(Try it): In the entries below, count each line holding the word "grace". Answer with the total alone.

(Task data):
= Beginning of Section =

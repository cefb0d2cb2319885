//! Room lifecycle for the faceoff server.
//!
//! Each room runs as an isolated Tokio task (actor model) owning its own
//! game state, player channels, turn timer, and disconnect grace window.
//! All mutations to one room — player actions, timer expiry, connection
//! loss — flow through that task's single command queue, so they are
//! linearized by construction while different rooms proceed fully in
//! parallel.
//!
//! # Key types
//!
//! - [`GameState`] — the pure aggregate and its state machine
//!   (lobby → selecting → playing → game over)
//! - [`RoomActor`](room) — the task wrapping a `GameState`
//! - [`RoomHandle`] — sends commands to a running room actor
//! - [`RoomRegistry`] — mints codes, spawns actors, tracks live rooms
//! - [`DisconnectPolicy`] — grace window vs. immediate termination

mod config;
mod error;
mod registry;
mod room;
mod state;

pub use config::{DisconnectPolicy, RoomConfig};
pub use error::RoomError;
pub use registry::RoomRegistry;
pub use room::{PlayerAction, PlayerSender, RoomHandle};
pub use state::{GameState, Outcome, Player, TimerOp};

= End of Section =

(Reply): 2